Walter Russell Mead posts this morning (“To Boldly Go Where Lots Have Gone Before”) about a new science fiction anthology of environmentalist cautionary tales:
The weak link in McKibben’s strategy is that like many greens he still seems to be trying to scare the public so badly that it will overlook the many obvious and frequently fatal flaws in the hodgepodge of dubious policy ideas the green movement floats.
It’s all been done before, better, and it failed.
Science fiction writers used to focus on the horrors of nuclear war and frightened the willies out of readers for many decades. Public worry much more intense than anything the greens can gin up never got the nuclear disarmament movement over the hump — not because nuclear war isn’t bad, or because people weren’t scared, but because the nuclear disarmament movement’s policy ideas emanated from the same cloud-cuckoo-land that the green fantasies do.
(Some would say that the enviros have been spinning fiction since at least An Inconvenient Truth, but I think we need to credit the difference between outright propaganda and literary pretense. That’s when it’s done well. To see how it’s done badly, let Kevin Costner be your guide – for nuclear apocalypse, there’s The Postman, and for Noah II, there’s Waterworld. The preaching obliterates whatever story there is.)
Mead then goes on to mention two classics of the genre: A Canticle for Liebowitz and On the Beach. And I think he misses, or at least doesn’t discuss, why those books were successful even as they failed to produce daisies from nuclear bombs.
That reason comes from the title of his post. Gene Roddenberry got NBC studio execs to understand Star Trek by pitching it as Wagon Train to the stars. He understood that while the trappings of the show were the 25th Century, it really had to be about 20th Century men. You can’t tell little morality tales every week if the characters’ morality is alien to your own.
A Canticle for Liebowitz wasn’t just about the devastation of nuclear war. It was really about both the resilience of humanity and its fatal flaws. Miller set it in a monastery to give it a religious cast, but those notions – human beings’ simultaneous collective strength and weakness – are timeless. How do you rebuild a civilization? Where do you start? And can any system of morality impose enough control on our demons to keep us from, in Miller’s words, “kicking it apart again and again because it’s not perfect?”

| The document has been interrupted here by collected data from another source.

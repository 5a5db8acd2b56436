//! # framegraph
//!
//! A reference-frame transformation engine for astrodynamics and spacecraft
//! simulation. It answers queries of the form "what is the position,
//! velocity, acceleration and jerk of point P relative to point Q, expressed
//! in axes A, at epoch t?", together with the corresponding rotation queries
//! between axes.
//!
//! Axes and points live in two independent rooted trees keyed by NAIF-style
//! integer IDs. Each node carries a producer (identity, constant offset,
//! time-only function, two-vectors construction, ephemeris delegate or
//! externally updated slot); the evaluator composes node-local transforms
//! along graph paths with the Leibniz product rule and memoizes per thread.
//!
//! # Example
//!
//! ```
//! use framegraph::{FrameSystem, RotationSeq};
//! use framegraph::rotationlib::angles_to_dcm;
//! use std::f64::consts::FRAC_PI_3;
//!
//! let mut sys = FrameSystem::<2>::new();
//! sys.add_inertial_axes(1, "ICRF", None, None)?;
//! sys.add_fixed_offset_axes(
//!     17,
//!     "ECLIPJ2000",
//!     1,
//!     angles_to_dcm(&[FRAC_PI_3], RotationSeq::Z)?,
//! )?;
//!
//! let rot = sys.rotation(1, 17, 0.0)?;
//! assert!((rot.dcm(0)[(0, 0)] - 0.5).abs() < 1e-15);
//! # Ok::<(), framegraph::FrameError>(())
//! ```
//!
//! Epochs are TDB seconds past J2000 (or any scale the caller converts to
//! through a [`providers::TimeProvider`]); the algebra itself is
//! unit-agnostic, only the light-time solver assumes kilometers and seconds.

pub mod axeslib;
pub mod constants;
pub mod difflib;
pub mod errors;
pub mod framelib;
pub mod graphlib;
pub mod pointslib;
pub mod providers;
pub mod rotationlib;
pub mod statelib;

pub use axeslib::{AxesClass, ComputableVector};
pub use difflib::{DcmFunction, DiffScalar, VectorFunction};
pub use errors::{FrameError, Result};
pub use framelib::{FrameSystem, LightTimeCorrection};
pub use graphlib::NodeId;
pub use pointslib::PointClass;
pub use providers::{EphemerisProvider, EphemerisRecord, PlanetaryOrientation, TimeProvider};
pub use rotationlib::twovectors::TwoVectorsSeq;
pub use rotationlib::RotationSeq;
pub use statelib::{Rot, State};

Likewise, On the Beach can really be read as a sort of Ecclesiastes for humankind as a whole: if we all die, if humanity someday is fated to end, what is the point of its existence? The end doesn’t have to come by our own hands, although that makes it tragic rather than merely pathetic. What makes the story compelling isn’t just the end of the world: it’s how people respond to its inevitability. To that extent, the very end of the book, the banner outside the church reading that There’s Still Time To Repent, comes off a little heavy-handed, one of the book’s few false notes.
The risk, of course, is in taking any of this too literally. You don’t read dystopian fiction or see dystopian movies for survival tips, personal or civilizational. You read it for the story. If they do that well, then the stories will be entertaining, and that’s all that matters. If they don’t, well, there’s always straight-to-digital.